Large-eddy simulations (LESs) are conducted for each day of the intensive observation periods (IOPs) of the Green Ocean Amazon (GoAmazon) field campaign to characterize the updrafts and microphysics within deep convective cores while contrasting those properties between Amazon wet and dry seasons. Mean Doppler velocity (Vdop) values simulated using LESs are compared with 2-year measurements from a radar wind profiler (RWP) as viewed by statistical composites separated according to wet- and dry-season conditions. In the observed RWP and simulated LES Vdop composites, we find more intense low-level updraft velocity, vigorous graupel generation, and intense surface rain during the dry periods compared with the wet periods.
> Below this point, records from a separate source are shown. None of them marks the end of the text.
use serde::{Deserialize, Serialize};
use tracing::debug;

use crate::{PagechatError, Result};

/// A bounded-size segment of source text, ready for embedding.
///
/// Chunks are created in bulk when page content changes and discarded
/// wholesale when the index is rebuilt; they are never mutated.
#[derive(Debug, Clone, PartialEq, Eq)]
pub struct Chunk {
    /// 0-based id, contiguous within one split call.
    pub id: usize,
    /// The chunk text, including any overlap prefix. Never empty.
    pub text: String,
    /// Char offset of this chunk's fresh (non-overlap) content in the source.
    pub source_offset: Option<usize>,
}

/// Configuration for the text chunker. Sizes are in characters, not bytes.
#[derive(Debug, Clone, Serialize, Deserialize, PartialEq, Eq)]
#[serde(default)]
pub struct ChunkerConfig {
    /// Maximum chunk size in characters, overlap included.
    pub max_size: usize,
    /// Characters repeated from the tail of the previous chunk.
    pub overlap: usize,
}

impl ChunkerConfig {
    /// Fine granularity, used for DOM highlighting.
    #[inline]
    pub fn fine() -> Self {
        Self {
            max_size: 350,
            overlap: 0,
        }
    }

    /// Coarse granularity, used for chat grounding.
    #[inline]
    pub fn coarse() -> Self {
        Self {
            max_size: 1000,
            overlap: 100,
        }
    }
}

impl Default for ChunkerConfig {
    #[inline]
    fn default() -> Self {
        Self::coarse()
    }
}

/// Separator priority, coarsest first. Pieces that still exceed the size
/// budget are re-split with the next level; past the last level the text
/// is hard-split at the character budget.
const SEPARATOR_LEVELS: usize = 4;

/// Split `content` into chunks no longer than `config.max_size` characters.
///
/// Splitting is lossless: every character of the input appears in exactly
/// one chunk's fresh content, in order, so concatenating the chunks with
/// overlap prefixes stripped reconstructs the input. Separators stay
/// attached to the preceding piece.
///
/// # Errors
/// `InvalidInput` when `max_size` is zero or `overlap >= max_size`.
#[inline]
pub fn split(content: &str, config: &ChunkerConfig) -> Result<Vec<Chunk>> {
    if config.max_size == 0 {
        return Err(PagechatError::InvalidInput(
            "max_size must be positive".to_string(),
        ));
    }
    if config.overlap >= config.max_size {
        return Err(PagechatError::InvalidInput(format!(
            "overlap ({}) must be smaller than max_size ({})",
            config.overlap, config.max_size
        )));
    }
    if content.is_empty() {
        return Ok(Vec::new());
    }

    // Fresh content per chunk is budgeted below max_size so that adding
    // the overlap prefix can never push a chunk over the limit.
    let budget = config.max_size - config.overlap;
    let mut segments = Vec::new();
    split_recursive(content, budget, 0, &mut segments);

    let mut chunks: Vec<Chunk> = Vec::with_capacity(segments.len());
    let mut offset = 0usize;
    for (id, segment) in segments.iter().enumerate() {
        let text = match chunks.last() {
            Some(previous) if config.overlap > 0 => {
                let mut text = tail_chars(&previous.text, config.overlap);
                text.push_str(segment);
                text
            }
            _ => segment.clone(),
        };
        chunks.push(Chunk {
            id,
            text,
            source_offset: Some(offset),
        });
        offset += segment.chars().count();
    }

    debug!(
        "Split {} chars into {} chunks (max_size {}, overlap {})",
        offset,
        chunks.len(),
        config.max_size,
        config.overlap
    );

    Ok(chunks)
}

fn split_recursive(text: &str, budget: usize, level: usize, out: &mut Vec<String>) {
    if text.chars().count() <= budget {
        if !text.is_empty() {
            out.push(text.to_string());
        }
        return;
    }

    if level >= SEPARATOR_LEVELS {
        hard_split(text, budget, out);
        return;
    }

    let pieces = pieces_at(text, level);
    if pieces.len() == 1 {
        split_recursive(text, budget, level + 1, out);
        return;
    }

    // Greedily merge adjacent pieces up to the budget; pieces that are
    // individually oversized recurse with the next separator.
    let mut current = String::new();
    let mut current_len = 0usize;
    for piece in pieces {
        let piece_len = piece.chars().count();
        if piece_len > budget {
            if !current.is_empty() {
                out.push(std::mem::take(&mut current));
                current_len = 0;
            }
            split_recursive(piece, budget, level + 1, out);
        } else if current_len + piece_len > budget {
            out.push(std::mem::replace(&mut current, piece.to_string()));
            current_len = piece_len;
        } else {
            current.push_str(piece);
            current_len += piece_len;
        }
    }
    if !current.is_empty() {
        out.push(current);
    }
}

fn pieces_at(text: &str, level: usize) -> Vec<&str> {
    match level {
        0 => text.split_inclusive("\n\n").collect(),
        1 => text.split_inclusive('\n').collect(),
        2 => text.split_inclusive(['.', '!', '?']).collect(),
        _ => text.split_inclusive(' ').collect(),
    }
}

/// Last-resort split at exactly `budget` characters per piece.
fn hard_split(text: &str, budget: usize, out: &mut Vec<String>) {
    let mut current = String::new();
    let mut current_len = 0usize;
    for ch in text.chars() {
        current.push(ch);
        current_len += 1;
        if current_len == budget {
            out.push(std::mem::take(&mut current));
            current_len = 0;
        }
    }
    if !current.is_empty() {
        out.push(current);
    }
}

/// The last `count` characters of `text`, or all of it when shorter.
fn tail_chars(text: &str, count: usize) -> String {
    let total = text.chars().count();
    text.chars().skip(total.saturating_sub(count)).collect()
}

use std::cmp::Ordering;

use tracing::debug;

use crate::{PagechatError, Result};

/// One indexed chunk with its embedding. Owned by exactly one
/// [`VectorIndex`]; never shared between index instances.
#[derive(Debug, Clone, PartialEq)]
pub struct IndexRecord {
    /// 0-based id, contiguous within the owning index.
    pub id: usize,
    pub text: String,
    pub embedding: Vec<f32>,
}

/// A ranked search hit.
#[derive(Debug, Clone, PartialEq)]
pub struct SearchResult {
    pub record: IndexRecord,
    pub score: f32,
}

/// In-memory vector index over one batch of embedded chunks.
///
/// Built atomically from a single batch and immutable afterwards; a
/// content change replaces the whole index rather than mutating it, so
/// concurrent readers always see a consistent snapshot.
#[derive(Debug)]
pub struct VectorIndex {
    records: Vec<IndexRecord>,
    dimension: usize,
}

impl VectorIndex {
    /// Build an index from `(text, embedding)` pairs, assigning contiguous
    /// ids from 0 in input order.
    ///
    /// # Errors
    /// `DimensionMismatch` when any embedding's length differs from the
    /// first entry's.
    #[inline]
    pub fn build(entries: Vec<(String, Vec<f32>)>) -> Result<Self> {
        let dimension = entries.first().map_or(0, |(_, embedding)| embedding.len());

        let mut records = Vec::with_capacity(entries.len());
        for (id, (text, embedding)) in entries.into_iter().enumerate() {
            if embedding.len() != dimension {
                return Err(PagechatError::DimensionMismatch {
                    expected: dimension,
                    actual: embedding.len(),
                });
            }
            records.push(IndexRecord {
                id,
                text,
                embedding,
            });
        }

        debug!(
            "Built vector index with {} records (dimension {})",
            records.len(),
            dimension
        );

        Ok(Self { records, dimension })
    }

    #[inline]
    pub fn len(&self) -> usize {
        self.records.len()
    }

    #[inline]
    pub fn is_empty(&self) -> bool {
        self.records.is_empty()
    }

    /// Embedding length shared by all records in this index.
    #[inline]
    pub fn dimension(&self) -> usize {
        self.dimension
    }

    /// Linear-scan cosine similarity search.
    ///
    /// Results are ordered by descending score; equal scores order by
    /// lower id, so rankings are deterministic. `top_k` is clamped to the
    /// record count; `top_k == 0` returns an empty Vec.
    ///
    /// # Errors
    /// `EmptyIndex` when the index has no records (documented choice:
    /// searching an empty index is an error, not an empty result).
    /// `DimensionMismatch` when the query length differs from the index
    /// dimension.
    #[inline]
    pub fn search(&self, query: &[f32], top_k: usize) -> Result<Vec<SearchResult>> {
        if self.records.is_empty() {
            return Err(PagechatError::EmptyIndex);
        }
        if query.len() != self.dimension {
            return Err(PagechatError::DimensionMismatch {
                expected: self.dimension,
                actual: query.len(),
            });
        }

        let top_k = top_k.min(self.records.len());

        let mut scored: Vec<(f32, usize)> = self
            .records
            .iter()
            .map(|record| (cosine_similarity(query, &record.embedding), record.id))
            .collect();
        scored.sort_by(|a, b| {
            b.0.partial_cmp(&a.0)
                .unwrap_or(Ordering::Equal)
                .then_with(|| a.1.cmp(&b.1))
        });
        scored.truncate(top_k);

        let results: Vec<SearchResult> = scored
            .into_iter()
            .map(|(score, id)| SearchResult {
                record: self.records[id].clone(),
                score,
            })
            .collect();

        debug!("Search returned {} of {} records", results.len(), self.len());
        Ok(results)
    }
}

/// Normalized dot-product similarity. Zero-magnitude vectors score 0.0 so
/// NaN never reaches the result ordering.
#[inline]
pub fn cosine_similarity(a: &[f32], b: &[f32]) -> f32 {
    let mut dot = 0.0f32;
    let mut norm_a = 0.0f32;
    let mut norm_b = 0.0f32;
    for (x, y) in a.iter().zip(b.iter()) {
        dot += x * y;
        norm_a += x * x;
        norm_b += y * y;
    }
    if norm_a == 0.0 || norm_b == 0.0 {
        return 0.0;
    }
    dot / (norm_a.sqrt() * norm_b.sqrt())
}
// Embedding provider interface and the Ollama-backed implementation.

pub mod ollama;

use async_trait::async_trait;

use crate::Result;

/// Maps a batch of strings to fixed-length vectors.
///
/// Implementations must return exactly one vector per input, in input
/// order, and fail with `EmbeddingUnavailable` on backend errors. Vectors
/// from different providers or models are not comparable.
#[async_trait]
pub trait EmbeddingProvider: Send + Sync {
    async fn embed(&self, texts: &[String]) -> Result<Vec<Vec<f32>>>;
}

pub use ollama::OllamaEmbedder;
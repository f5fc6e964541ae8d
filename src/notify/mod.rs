use std::sync::Arc;

/// Status messages the core pushes at the host UI. The core calls the
/// sink on every outcome but never depends on what the host renders.
#[derive(Debug, Clone, PartialEq, Eq)]
pub enum UiNotice {
    /// Loading/disabled state toggle.
    Busy(bool),
    /// The active page produced no readable content.
    NoContent,
    Status(String),
    Error(String),
}

/// One-way notification sink implemented by the host.
pub trait UiNotifier: Send + Sync {
    fn notify(&self, notice: UiNotice);
}

/// Sink that drops every notice, for headless hosts and tests.
#[derive(Debug, Default, Clone, Copy)]
pub struct NullNotifier;

impl UiNotifier for NullNotifier {
    #[inline]
    fn notify(&self, _notice: UiNotice) {}
}

/// Raises the busy state on construction and clears it on drop, so the
/// UI can never be left stuck in a loading state by an early return.
pub struct BusyGuard {
    notifier: Arc<dyn UiNotifier>,
}

impl BusyGuard {
    #[inline]
    pub fn engage(notifier: Arc<dyn UiNotifier>) -> Self {
        notifier.notify(UiNotice::Busy(true));
        Self { notifier }
    }
}

impl Drop for BusyGuard {
    #[inline]
    fn drop(&mut self) {
        self.notifier.notify(UiNotice::Busy(false));
    }
}
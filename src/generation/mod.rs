
pub mod ollama;

use std::pin::Pin;
use std::sync::Arc;
use std::task::{Context, Poll};

use async_trait::async_trait;
use futures::Stream;
use futures::StreamExt;
use futures::stream::BoxStream;
use tokio::sync::mpsc;
use tracing::{debug, warn};

use crate::{PagechatError, Result};

/// One frame received from a generation backend.
///
/// `Content` carries the full text produced so far (cumulative), not a
/// delta; the manager diffs consecutive frames before forwarding.
#[derive(Debug, Clone, PartialEq, Eq)]
pub enum ChannelFrame {
    Content(String),
    Done,
    Error(String),
}

/// A finite sequence of frames from one generation exchange. Dropping the
/// source disconnects the underlying channel.
pub type SegmentSource = BoxStream<'static, ChannelFrame>;

/// Generation backend transports, primary and fallback.
#[async_trait]
pub trait GenerationBackend: Send + Sync + 'static {
    /// Open the persistent streaming channel and submit the prompt.
    ///
    /// # Errors
    /// `Channel` when the channel cannot be established; this failure is
    /// recoverable and makes the manager fall back to [`Self::send_once`].
    async fn open_channel(&self, prompt: &str) -> Result<SegmentSource>;

    /// Single request/response exchange used as the fallback path. The
    /// backend may still deliver multiple frames for the one request.
    ///
    /// # Errors
    /// `Generation` on failure; fallback errors are fatal for the query.
    async fn send_once(&self, prompt: &str) -> Result<SegmentSource>;
}

/// Lifecycle of one generation run.
#[derive(Debug, Clone, Copy, PartialEq, Eq)]
pub enum SessionStatus {
    Pending,
    Streaming,
    Done,
    Errored,
}

/// Ephemeral state for one in-flight generation, owned by the driver task
/// and discarded when the run completes or errors. Each run gets a fresh
/// session, so cumulative-length tracking never leaks across queries.
#[derive(Debug)]
pub struct StreamSession {
    pub prompt_text: String,
    pub accumulated_text: String,
    pub status: SessionStatus,
}

impl StreamSession {
    fn new(prompt: &str) -> Self {
        Self {
            prompt_text: prompt.to_string(),
            accumulated_text: String::new(),
            status: SessionStatus::Pending,
        }
    }

    /// Absorb a cumulative content frame, returning the suffix beyond what
    /// was already seen. `None` when the frame adds nothing.
    fn absorb(&mut self, cumulative: &str) -> Result<Option<String>> {
        let seen = self.accumulated_text.chars().count();
        let total = cumulative.chars().count();
        if total < seen {
            return Err(PagechatError::Generation(
                "backend cumulative content shrank between frames".to_string(),
            ));
        }
        if total == seen {
            return Ok(None);
        }
        let delta: String = cumulative.chars().skip(seen).collect();
        self.accumulated_text = cumulative.to_string();
        Ok(Some(delta))
    }
}

/// Incremental output of [`GenerationManager::generate`].
#[derive(Debug, Clone, PartialEq, Eq)]
pub enum AnswerEvent {
    /// Newly generated text since the previous event.
    Delta(String),
    /// Terminal signal carrying the complete answer.
    Done { answer: String },
}

/// Consumer side of one generation run: a finite stream yielding deltas
/// followed by exactly one terminal item (`Done` or an error). Dropping
/// it abandons the session; the driver disconnects the backend channel
/// and delivers nothing further.
pub struct AnswerStream {
    receiver: mpsc::Receiver<Result<AnswerEvent>>,
}

impl Stream for AnswerStream {
    type Item = Result<AnswerEvent>;

    #[inline]
    fn poll_next(mut self: Pin<&mut Self>, cx: &mut Context<'_>) -> Poll<Option<Self::Item>> {
        self.receiver.poll_recv(cx)
    }
}

/// Drives streamed answer generation with a single-shot fallback.
///
/// The primary path opens the backend's streaming channel; if that fails
/// the prompt is re-sent once over the single-exchange fallback. A
/// generation-level error on an established channel is terminal and does
/// not trigger fallback.
pub struct GenerationManager<B> {
    backend: Arc<B>,
}

impl<B: GenerationBackend> GenerationManager<B> {
    #[inline]
    pub fn new(backend: B) -> Self {
        Self {
            backend: Arc::new(backend),
        }
    }

    /// Start a generation run for `prompt`. Each call is an independent
    /// session; the returned stream is finite and not restartable.
    #[inline]
    pub fn generate(&self, prompt: &str) -> AnswerStream {
        let (sender, receiver) = mpsc::channel(16);
        let backend = Arc::clone(&self.backend);
        let session = StreamSession::new(prompt);
        tokio::spawn(drive_session(backend, session, sender));
        AnswerStream { receiver }
    }
}

async fn drive_session<B: GenerationBackend>(
    backend: Arc<B>,
    mut session: StreamSession,
    sender: mpsc::Sender<Result<AnswerEvent>>,
) {
    let source = match backend.open_channel(&session.prompt_text).await {
        Ok(source) => source,
        Err(PagechatError::Channel(reason)) => {
            warn!("Stream channel unavailable, falling back to single exchange: {reason}");
            match backend.send_once(&session.prompt_text).await {
                Ok(source) => source,
                Err(e) => {
                    session.status = SessionStatus::Errored;
                    let _ = sender.send(Err(e)).await;
                    return;
                }
            }
        }
        Err(e) => {
            session.status = SessionStatus::Errored;
            let _ = sender.send(Err(e)).await;
            return;
        }
    };

    pump_frames(source, &mut session, &sender).await;
}

async fn pump_frames(
    mut source: SegmentSource,
    session: &mut StreamSession,
    sender: &mpsc::Sender<Result<AnswerEvent>>,
) {
    session.status = SessionStatus::Streaming;

    while let Some(frame) = source.next().await {
        match frame {
            ChannelFrame::Content(cumulative) => match session.absorb(&cumulative) {
                Ok(None) => {}
                Ok(Some(delta)) => {
                    if sender.send(Ok(AnswerEvent::Delta(delta))).await.is_err() {
                        // Consumer abandoned the session; disconnect
                        // without emitting a terminal.
                        debug!("Answer stream dropped, disconnecting channel");
                        return;
                    }
                }
                Err(e) => {
                    session.status = SessionStatus::Errored;
                    let _ = sender.send(Err(e)).await;
                    return;
                }
            },
            ChannelFrame::Done => {
                session.status = SessionStatus::Done;
                debug!(
                    "Generation complete ({} chars)",
                    session.accumulated_text.chars().count()
                );
                let answer = session.accumulated_text.clone();
                let _ = sender.send(Ok(AnswerEvent::Done { answer })).await;
                return;
            }
            ChannelFrame::Error(message) => {
                session.status = SessionStatus::Errored;
                let _ = sender.send(Err(PagechatError::Generation(message))).await;
                return;
            }
        }
    }

    // The backend closed the stream without a terminal frame.
    session.status = SessionStatus::Errored;
    let _ = sender
        .send(Err(PagechatError::Generation(
            "backend stream ended without a done signal".to_string(),
        )))
        .await;
}

/// Compose the grounded prompt sent to the generation backend from a user
/// question and the retrieved page excerpts.
#[inline]
pub fn compose_grounded_prompt(question: &str, passages: &[String]) -> String {
    let mut prompt =
        String::from("Answer the question using only the provided page excerpts.\n\n");
    for (i, passage) in passages.iter().enumerate() {
        prompt.push_str(&format!("Excerpt {}:\n{}\n\n", i + 1, passage.trim()));
    }
    prompt.push_str(&format!("Question: {question}\nAnswer:"));
    prompt
}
To investigate coupled updraft–microphysical processes further, single-day golden cases are selected from the wet and dry periods to conduct detailed cumulus thermal tracking analysis. Tracking analysis reveals that simulated dry-season environments generate more droplet-loaded low-level thermals than wet-season environments. This tendency correlates with seasonal contrasts in buoyancy and vertical moisture advection profiles in large-scale forcing. Employing a normalized time series of mean thermal microphysics, the simulated cumulus thermals appear to be the primary generator of cloud droplets. When subsequent thermals penetrate the ice crystal layer, droplets within the thermals interact with entrained ice crystals, which enhances riming in the thermals. This appears to be a production pathway of graupel/hail particles within simulated deep convective cores. In addition, less-diluted dry-case thermals tend to be elevated higher, and graupel grows further during sedimentation after spilling out from thermals. Therefore, greater concentrations of low-level moist thermals likely result in more graupel/hail production and associated dry-season convective vigor.